Title: Conditional autoregressive models for disconnected graph
Authors: Anna Freni Sterrantino - Imperial College London (United Kingdom) [presenting]
Haavard Rue - KAUST (Saudi Arabia)
Massimo Ventrucci - University of Bologna (Italy)
Abstract: Conditional autoregressive (CAR) distributions are widely used in disease mapping to created smoothed relative risk maps. The underlying maps are defined using an adjacency matrix based on the spatial neighborhood of areal units, de facto defining connected graphs, but in presence of islands or discontinue geographical regions disconnected graphs are created. Currently, if there are islands in the map (singletons) usually are connected to the closest areal unit or a constant prior is assigned for the singleton making it difficult for the singleton random effect to shrink to the global mean.

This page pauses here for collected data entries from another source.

use std::cell::RefCell;
use std::rc::Rc;

use launcher_prefs::android_activity::{AppLauncher, ComponentName, LaunchError};
use launcher_prefs::android_contentprovider::ContentResolver;
use launcher_prefs::android_packagemanager_stt::{InstalledApplication, FLAG_SYSTEM};
use launcher_prefs::calc_disabledapps::PackageRegistry;
use launcher_prefs::gesture_handler::{Gesture, HandlerKind};
use launcher_prefs::launcher_app_stt::PlatformBackends;
use launcher_prefs::{LauncherApp, Settings};

struct StaticRegistry;

impl PackageRegistry for StaticRegistry {
    fn list_all_applications(
        &self,
        _include_uninstalled: bool,
    ) -> std::io::Result<Vec<InstalledApplication>> {
        let mut apps = self.list_enabled_applications()?;
        apps.push(InstalledApplication::new(
            "com.android.vending",
            FLAG_SYSTEM,
            "Google Play Store",
        ));
        Ok(apps)
    }

    fn list_enabled_applications(&self) -> std::io::Result<Vec<InstalledApplication>> {
        Ok(vec![
            InstalledApplication::new("org.example.notes", 0, "Notes"),
            InstalledApplication::new("org.example.clock", 0, "Clock"),
        ])
    }
}

#[derive(Default, Clone)]
struct SharedLauncher {
    launched: Rc<RefCell<Vec<String>>>,
}

impl AppLauncher for SharedLauncher {
    fn launch_component(&mut self, component: &ComponentName) -> Result<(), LaunchError> {
        self.launched.borrow_mut().push(component.flatten());
        Ok(())
    }

    fn launch_package(&mut self, package_name: &str) -> Result<(), LaunchError> {
        self.launched.borrow_mut().push(package_name.to_string());
        Ok(())
    }
}

#[derive(Default, Clone)]
struct SharedResolver {
    queries: Rc<RefCell<Vec<(String, String)>>>,
    answer: Option<String>,
}

impl ContentResolver for SharedResolver {
    fn query(&self, uri: &str, selection: &str) -> std::io::Result<Option<String>> {
        self.queries
            .borrow_mut()
            .push((uri.to_string(), selection.to_string()));
        Ok(self.answer.clone())
    }
}

fn app(gestures: &SharedLauncher, content: &SharedResolver) -> LauncherApp {
    launcher_prefs::init_i18n();
    LauncherApp::new(
        None,
        Settings::default(),
        PlatformBackends {
            registry: Box::new(StaticRegistry),
            launcher: Box::new(SharedLauncher::default()),
            gesture_launcher: Box::new(gestures.clone()),
            content: Box::new(content.clone()),
        },
    )
}

#[test]
fn test_picker_lists_apps_by_name_and_applies_choice() {
    let gestures = SharedLauncher::default();
    let mut app = app(&gestures, &SharedResolver::default());

    app.bindings
        .bind(Gesture::SwipeUp, HandlerKind::StartApp.create(None));
    app.open_config(Gesture::SwipeUp);
    assert!(app.app_picker.open);
    let labels: Vec<&str> = app.app_picker.apps.iter().map(|a| a.label.as_str()).collect();
    assert_eq!(labels, vec!["Clock", "Notes"]);

    app.apply_picker_choice(Some(1));
    assert!(!app.app_picker.open);

    app.bindings.trigger(Gesture::SwipeUp);
    assert_eq!(*gestures.launched.borrow(), vec!["org.example.notes".to_string()]);
}

#[test]
fn test_picker_cancel_leaves_handler_unconfigured() {
    let gestures = SharedLauncher::default();
    let mut app = app(&gestures, &SharedResolver::default());

    app.bindings
        .bind(Gesture::LongPress, HandlerKind::StartApp.create(None));
    app.open_config(Gesture::LongPress);
    assert!(app.app_picker.open);

    app.apply_picker_choice(None);
    assert!(!app.app_picker.open);

    app.bindings.trigger(Gesture::LongPress);
    assert!(gestures.launched.borrow().is_empty());
    assert_eq!(app.bindings.take_notifications().len(), 1);
}

#[test]
fn test_store_visibility_goes_through_content_provider() {
    let content = SharedResolver {
        answer: Some("ok".to_string()),
        ..Default::default()
    };
    let mut app = app(&SharedLauncher::default(), &content);

    app.set_store_visible(false);
    app.set_store_visible(true);
    assert_eq!(
        *content.queries.borrow(),
        vec![
            (
                "content://io.fieldx.content.provider/action/25".to_string(),
                "com.android.vending".to_string()
            ),
            (
                "content://io.fieldx.content.provider/action/26".to_string(),
                "com.android.vending".to_string()
            ),
        ]
    );
    assert_eq!(app.toasts.len(), 2);
}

Additionally, if the map has several connected the marginal deviation from its (component) mean, depends on the graph, and will, in general, be different for each connected component. To solve the issues we scale the precision matrix of the CAR, in detail we scale each connected component of size larger than one, independently and for connected components of size one, instead of setting the singleton random effect equal to zero, we replace it with a standard Gaussian with precision. This scaling gives a well-defined interpretation of the precision and the same typical (conditional) marginal variance within each connected component, no matter the size of the map.